YOUR INSTRUCTIONS:
Look for "between" in each line of the entries, and return the matching lines.
PROVIDED INFORMATION START
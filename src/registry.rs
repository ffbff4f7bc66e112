//! Dictionaries the compiler resolves against.
//!
//! All four registries are created once per configuration load and outlive
//! individual compiles. `MetricDictionary`, `MakerDictionary`, and
//! `DimensionDictionary` are long-lived and read-mostly; `TempDictionary`
//! is scoped to a single compile and holds the anonymous intermediate
//! results that maker factories resolve by name.

use std::collections::HashMap;
use std::sync::Arc;

use crate::makers::MetricMaker;
use crate::plan::{Dimension, RealizedMetric};

// ============================================================================
// Metric dictionary
// ============================================================================

/// Registry of realized metrics, keyed by the name definitions refer to.
///
/// Receives one write per successful top-level compile; registering an
/// existing name replaces the previous entry.
#[derive(Debug, Clone, Default)]
pub struct MetricDictionary {
    metrics: HashMap<String, RealizedMetric>,
}

impl MetricDictionary {
    pub fn new() -> MetricDictionary {
        MetricDictionary::default()
    }

    pub fn lookup(&self, name: &str) -> Option<&RealizedMetric> {
        self.metrics.get(name)
    }

    pub fn register(&mut self, name: impl Into<String>, metric: RealizedMetric) {
        self.metrics.insert(name.into(), metric);
    }

    pub fn contains(&self, name: &str) -> bool {
        self.metrics.contains_key(name)
    }

    pub fn len(&self) -> usize {
        self.metrics.len()
    }

    pub fn is_empty(&self) -> bool {
        self.metrics.is_empty()
    }
}

// ============================================================================
// Temp dictionary
// ============================================================================

/// Compile-scoped registry for anonymous intermediate metrics.
///
/// Write-only scratch space from the compiler's point of view: entries are
/// consumed by maker factories during the current materialization and the
/// whole dictionary is discarded when the compile finishes. Nothing is ever
/// copied into the permanent dictionary.
#[derive(Debug, Clone, Default)]
pub struct TempDictionary {
    metrics: HashMap<String, RealizedMetric>,
}

impl TempDictionary {
    pub fn new() -> TempDictionary {
        TempDictionary::default()
    }

    pub fn lookup(&self, name: &str) -> Option<&RealizedMetric> {
        self.metrics.get(name)
    }

    pub fn register(&mut self, name: impl Into<String>, metric: RealizedMetric) {
        self.metrics.insert(name.into(), metric);
    }

    pub fn len(&self) -> usize {
        self.metrics.len()
    }

    pub fn is_empty(&self) -> bool {
        self.metrics.is_empty()
    }
}

// ============================================================================
// Maker dictionary
// ============================================================================

/// Registry of metric-maker factories, keyed by the function name used in
/// definitions (`dayAvg(clicks)` looks up `dayAvg`).
#[derive(Clone, Default)]
pub struct MakerDictionary {
    makers: HashMap<String, Arc<dyn MetricMaker>>,
}

impl MakerDictionary {
    pub fn new() -> MakerDictionary {
        MakerDictionary::default()
    }

    pub fn lookup(&self, name: &str) -> Option<&Arc<dyn MetricMaker>> {
        self.makers.get(name)
    }

    pub fn register(&mut self, name: impl Into<String>, maker: Arc<dyn MetricMaker>) {
        self.makers.insert(name.into(), maker);
    }

    pub fn len(&self) -> usize {
        self.makers.len()
    }

    pub fn is_empty(&self) -> bool {
        self.makers.is_empty()
    }
}

impl std::fmt::Debug for MakerDictionary {
    fn fmt(&self, f: &mut std::fmt::Formatter<'_>) -> std::fmt::Result {
        let mut names: Vec<&str> = self.makers.keys().map(String::as_str).collect();
        names.sort_unstable();
        f.debug_struct("MakerDictionary")
            .field("makers", &names)
            .finish()
    }
}

// ============================================================================
// Dimension dictionary
// ============================================================================

/// Registry of queryable dimensions, keyed by API name.
#[derive(Debug, Clone, Default)]
pub struct DimensionDictionary {
    dimensions: HashMap<String, Dimension>,
}

impl DimensionDictionary {
    pub fn new() -> DimensionDictionary {
        DimensionDictionary::default()
    }

    pub fn lookup(&self, name: &str) -> Option<&Dimension> {
        self.dimensions.get(name)
    }

    pub fn register(&mut self, dimension: Dimension) {
        self.dimensions
            .insert(dimension.api_name.clone(), dimension);
    }

    pub fn len(&self) -> usize {
        self.dimensions.len()
    }

    pub fn is_empty(&self) -> bool {
        self.dimensions.is_empty()
    }
}

// ============================================================================
// Metric scope
// ============================================================================

/// The read view handed to maker factories while a compile is in flight.
///
/// Resolves dependency names against the compile's temp dictionary first,
/// then the permanent dictionary, so makers see anonymous intermediates and
/// previously registered metrics through one lookup.
#[derive(Debug, Clone, Copy)]
pub struct MetricScope<'a> {
    temps: &'a TempDictionary,
    metrics: &'a MetricDictionary,
}

impl<'a> MetricScope<'a> {
    pub fn new(temps: &'a TempDictionary, metrics: &'a MetricDictionary) -> MetricScope<'a> {
        MetricScope { temps, metrics }
    }

    pub fn lookup(&self, name: &str) -> Option<&'a RealizedMetric> {
        self.temps.lookup(name).or_else(|| self.metrics.lookup(name))
    }
}
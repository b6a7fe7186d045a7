//! # Keyholder Core
//!
//! Core library for Keyholder, a minimal secret store: every secret is
//! sealed under a key derived from its own passphrase, and only the sealed
//! blob is ever persisted.
//!
//! ## Architecture
//!
//! - **crypto**: key derivation and the sealed envelope
//! - **validation**: input length checks at the boundary
//! - **storage**: store traits and the SQLite backend
//! - **keys**: the service tying the three together
//! - **admin**: idempotent admin provisioning

pub mod admin;
pub mod crypto;
pub mod error;
pub mod keys;
pub mod storage;
pub mod validation;

pub use error::{KeyholderError, Result, ValidationError};
pub use keys::{KeyService, KeyUpdate};
pub use storage::{KeyStore, SqliteStore, UserStore};

/// Core version information
pub const VERSION: &str = env!("CARGO_PKG_VERSION");

#[cfg(test)]
mod tests {
    use super::*;

    #[test]
    fn test_version() {
        assert!(!VERSION.is_empty());
    }
}
use keyholder_core::KeyholderError;

use crate::app::AppContext;
use crate::errors::CliError;
use crate::ui::{badge, hint, Badge};

pub fn handle_check(ctx: &AppContext) -> anyhow::Result<()> {
    let ui = ctx.ui(false);
    let store = ctx.open_store()?;

    match store.check_integrity() {
        Ok(()) => {
            if !ctx.quiet() {
                println!("{}", badge(&ui, Badge::Ok, "Integrity check passed"));
                println!("- sqlite pages: OK");
                println!("- sealed value headers: OK");
            }
            Ok(())
        }
        Err(err @ (KeyholderError::MalformedBlob(_) | KeyholderError::Storage(_))) => {
            eprintln!("{}", badge(&ui, Badge::Err, "Integrity check failed"));
            eprintln!("- error: {}", err);
            eprintln!("{}", hint(&ui, "Restore the database from a backup."));
            Err(CliError::IntegrityFailed(err.to_string()).into())
        }
        Err(err) => Err(err.into()),
    }
}
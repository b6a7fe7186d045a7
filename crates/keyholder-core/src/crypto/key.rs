//! Key derivation using PBKDF2-HMAC-SHA256.
//!
//! This module turns a passphrase plus a per-blob random salt into a
//! 256-bit key. The work factor is fixed per format version and never
//! stored alongside the blob.

use pbkdf2::pbkdf2_hmac;
use sha2::Sha256;
use zeroize::ZeroizeOnDrop;

use super::format::{FormatVersion, KEY_LEN, SALT_LEN};
use crate::error::{KeyholderError, Result};

/// A cryptographic key derived from a passphrase.
///
/// Key material is zeroized from memory when dropped.
#[derive(Clone, ZeroizeOnDrop)]
pub struct DerivedKey {
    key: [u8; KEY_LEN],
}

impl DerivedKey {
    pub(crate) fn from_bytes(bytes: [u8; KEY_LEN]) -> Self {
        Self { key: bytes }
    }

    /// Get a reference to the raw key bytes.
    ///
    /// # Security
    ///
    /// Avoid storing or logging this value. Use only for immediate encryption operations.
    pub fn as_bytes(&self) -> &[u8; KEY_LEN] {
        &self.key
    }
}

impl std::fmt::Debug for DerivedKey {
    fn fmt(&self, f: &mut std::fmt::Formatter<'_>) -> std::fmt::Result {
        f.debug_struct("DerivedKey")
            .field("key", &"[REDACTED]")
            .finish()
    }
}

/// Derive an encryption key from a passphrase with the current work factor.
///
/// # Arguments
///
/// * `passphrase` - The passphrase to derive from
/// * `salt` - Random salt, unique per sealed blob
///
/// # Security
///
/// - Same passphrase + salt always produces same key (deterministic)
/// - Runs the full iteration count for every input, empty passphrase included
/// - Rejecting weak passphrases is the caller's job, not this function's
///
/// # Examples
///
/// ```
/// use keyholder_core::crypto::derive_key;
///
/// let salt = [7u8; 16];
/// let key = derive_key("my-passphrase", &salt);
/// assert_eq!(key.as_bytes().len(), 32);
/// ```
pub fn derive_key(passphrase: &str, salt: &[u8; SALT_LEN]) -> DerivedKey {
    derive_key_for(FormatVersion::CURRENT, passphrase, salt)
}

/// Derive a key with the work factor of a specific format version.
pub(crate) fn derive_key_for(
    version: FormatVersion,
    passphrase: &str,
    salt: &[u8; SALT_LEN],
) -> DerivedKey {
    let mut key_bytes = [0u8; KEY_LEN];
    pbkdf2_hmac::<Sha256>(
        passphrase.as_bytes(),
        salt,
        version.pbkdf2_iterations(),
        &mut key_bytes,
    );
    DerivedKey::from_bytes(key_bytes)
}

/// Generate a fresh random salt from the OS CSPRNG.
pub fn generate_salt() -> Result<[u8; SALT_LEN]> {
    let mut salt = [0u8; SALT_LEN];
    fill_random(&mut salt)?;
    Ok(salt)
}

pub(crate) fn fill_random(buf: &mut [u8]) -> Result<()> {
    getrandom::getrandom(buf)
        .map_err(|e| KeyholderError::Crypto(format!("OS random source unavailable: {}", e)))
}
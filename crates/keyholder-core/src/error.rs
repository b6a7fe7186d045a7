//! Error types for Keyholder core operations.
//!
//! Errors are descriptive at the core level; the CLI layer maps these to
//! exit codes and user-facing messages. No variant ever carries plaintext,
//! passphrases or key material.

use thiserror::Error;

/// Result type alias for Keyholder operations.
pub type Result<T> = std::result::Result<T, KeyholderError>;

/// Input that failed a boundary length check.
#[derive(Debug, Clone, Copy, PartialEq, Eq)]
pub enum Field {
    Label,
    Passphrase,
    Secret,
}

impl std::fmt::Display for Field {
    fn fmt(&self, f: &mut std::fmt::Formatter<'_>) -> std::fmt::Result {
        let name = match self {
            Field::Label => "label",
            Field::Passphrase => "passphrase",
            Field::Secret => "secret",
        };
        f.write_str(name)
    }
}

/// Boundary validation failures, returned as values rather than raised.
#[derive(Debug, Clone, PartialEq, Eq, Error)]
pub enum ValidationError {
    /// Input length (in characters) outside the allowed range.
    #[error("{field} must be between {min} and {max} characters long (got {actual})")]
    Length {
        field: Field,
        min: usize,
        max: usize,
        actual: usize,
    },

    /// A required field was not supplied.
    #[error("missing field: {0}")]
    Missing(Field),

    /// Fields that only make sense together were supplied partially.
    #[error("{0} and {1} must be provided together")]
    Incomplete(Field, Field),

    /// Sealed blob size outside what the store accepts.
    #[error("sealed value must be between {min} and {max} bytes (got {actual})")]
    BlobSize { min: usize, max: usize, actual: usize },

    /// Other validation failure.
    #[error("{0}")]
    Other(String),
}

/// Core error type for Keyholder operations.
#[derive(Debug, Error)]
pub enum KeyholderError {
    /// Wrong passphrase or corrupted/tampered blob. The two cases are
    /// deliberately indistinguishable.
    #[error("Invalid passphrase or corrupted data")]
    Authentication,

    /// Blob too short to carry its header, or of an unknown format version.
    #[error("Malformed sealed value: {0}")]
    MalformedBlob(String),

    /// Cryptographic failure unrelated to authentication (e.g. no OS RNG).
    #[error("Encryption error: {0}")]
    Crypto(String),

    /// Input validation error
    #[error("Validation error: {0}")]
    Validation(#[from] ValidationError),

    /// Resource not found
    #[error("Not found: {0}")]
    NotFound(String),

    /// Unique constraint would be violated
    #[error("Already exists: {0}")]
    AlreadyExists(String),

    /// Storage backend error (generic)
    #[error("Storage error: {0}")]
    Storage(String),

    /// SQLite-specific storage error
    #[error("SQLite error: {source}")]
    Sqlite {
        #[from]
        source: rusqlite::Error,
    },

    /// Password hashing or verification failure
    #[error("Password hash error: {0}")]
    PasswordHash(String),
}

impl From<std::io::Error> for KeyholderError {
    fn from(err: std::io::Error) -> Self {
        KeyholderError::Storage(err.to_string())
    }
}

impl KeyholderError {
    /// True for the failure a caller should answer by asking for the
    /// passphrase again.
    pub fn is_authentication(&self) -> bool {
        matches!(self, KeyholderError::Authentication)
    }
}
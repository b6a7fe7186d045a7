//! Keys service: validation, sealing and persistence in one place.
//!
//! Every operation logs the label it touched and nothing else. Secrets,
//! passphrases and derived keys never reach a tracing field.

use secrecy::SecretString;
use tracing::{info, warn};
use uuid::Uuid;

use crate::crypto::{open, seal};
use crate::error::{Field, KeyholderError, Result, ValidationError};
use crate::storage::{KeyChanges, KeyFilter, KeyRecord, KeyStore, KeySummary, NewKey};
use crate::validation::{validate_label, validate_passphrase, validate_secret};

/// Requested changes to an existing key.
///
/// `secret` and `passphrase` re-seal the value and must be given together.
#[derive(Debug, Clone, Copy, Default)]
pub struct KeyUpdate<'a> {
    pub label: Option<&'a str>,
    pub secret: Option<&'a str>,
    pub passphrase: Option<&'a str>,
}

impl<'a> KeyUpdate<'a> {
    pub fn new() -> Self {
        Self::default()
    }

    pub fn rename(mut self, label: &'a str) -> Self {
        self.label = Some(label);
        self
    }

    pub fn reseal(mut self, secret: &'a str, passphrase: &'a str) -> Self {
        self.secret = Some(secret);
        self.passphrase = Some(passphrase);
        self
    }

    pub fn is_empty(&self) -> bool {
        self.label.is_none() && self.secret.is_none() && self.passphrase.is_none()
    }
}

/// Create, list, update, delete and decrypt labelled secrets.
pub struct KeyService<S> {
    store: S,
}

impl<S: KeyStore> KeyService<S> {
    pub fn new(store: S) -> Self {
        Self { store }
    }

    pub fn store(&self) -> &S {
        &self.store
    }

    pub fn into_inner(self) -> S {
        self.store
    }

    /// Seal `secret` under `passphrase` and store it as `label`.
    ///
    /// # Errors
    ///
    /// `Validation` for out-of-range input, `AlreadyExists` if the label is
    /// taken.
    pub fn create(&mut self, label: &str, secret: &str, passphrase: &str) -> Result<Uuid> {
        validate_label(label)?;
        validate_secret(secret)?;
        validate_passphrase(passphrase)?;

        if self.store.label_exists(label)? {
            return Err(KeyholderError::AlreadyExists(format!("label \"{}\"", label)));
        }

        let sealed = seal(secret, passphrase)?;
        let id = self.store.insert_key(&NewKey::new(label, sealed))?;
        info!(label, "key created");
        Ok(id)
    }

    pub fn list(&self, filter: &KeyFilter) -> Result<Vec<KeySummary>> {
        self.store.list_keys(filter)
    }

    /// Rename and/or re-seal an existing key.
    ///
    /// A re-seal always draws a fresh salt and nonce, even when the
    /// passphrase is unchanged.
    pub fn update(&mut self, label: &str, update: KeyUpdate<'_>) -> Result<KeySummary> {
        if update.is_empty() {
            return Err(ValidationError::Other("nothing to update".to_string()).into());
        }

        let reseal = match (update.secret, update.passphrase) {
            (Some(secret), Some(passphrase)) => {
                validate_secret(secret)?;
                validate_passphrase(passphrase)?;
                Some((secret, passphrase))
            }
            (None, None) => None,
            _ => return Err(ValidationError::Incomplete(Field::Secret, Field::Passphrase).into()),
        };
        if let Some(new_label) = update.label {
            validate_label(new_label)?;
        }

        if !self.store.label_exists(label)? {
            return Err(not_found(label));
        }
        if let Some(new_label) = update.label {
            if new_label != label && self.store.label_exists(new_label)? {
                return Err(KeyholderError::AlreadyExists(format!(
                    "label \"{}\"",
                    new_label
                )));
            }
        }

        let mut changes = KeyChanges::new();
        if let Some(new_label) = update.label {
            changes = changes.rename(new_label);
        }
        if let Some((secret, passphrase)) = reseal {
            changes = changes.reseal(seal(secret, passphrase)?);
        }

        let record = self.store.update_key(label, &changes)?;
        info!(
            label,
            new_label = update.label,
            resealed = reseal.is_some(),
            "key updated"
        );
        Ok(record.summary())
    }

    pub fn delete(&mut self, label: &str) -> Result<()> {
        if !self.store.delete_key(label)? {
            return Err(not_found(label));
        }
        info!(label, "key deleted");
        Ok(())
    }

    /// Open the secret stored under `label`.
    ///
    /// # Errors
    ///
    /// `NotFound` if no such key, `Authentication` for a wrong passphrase or
    /// a corrupted blob.
    pub fn decrypt(&self, label: &str, passphrase: &str) -> Result<SecretString> {
        validate_passphrase(passphrase)?;
        let record = self.fetch(label)?;

        match open(&record.sealed, passphrase) {
            Ok(secret) => {
                info!(label, "key decrypted");
                Ok(secret)
            }
            Err(err) => {
                warn!(label, error = %err, "decryption failed");
                Err(err)
            }
        }
    }

    fn fetch(&self, label: &str) -> Result<KeyRecord> {
        self.store.get_key(label)?.ok_or_else(|| not_found(label))
    }
}

fn not_found(label: &str) -> KeyholderError {
    KeyholderError::NotFound(format!("key \"{}\"", label))
}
PROVIDED INFORMATION END
OUTPUT:
    #[error("{field} must be between {min} and {max} characters long (got {actual})")]
    #[error("sealed value must be between {min} and {max} bytes (got {actual})")]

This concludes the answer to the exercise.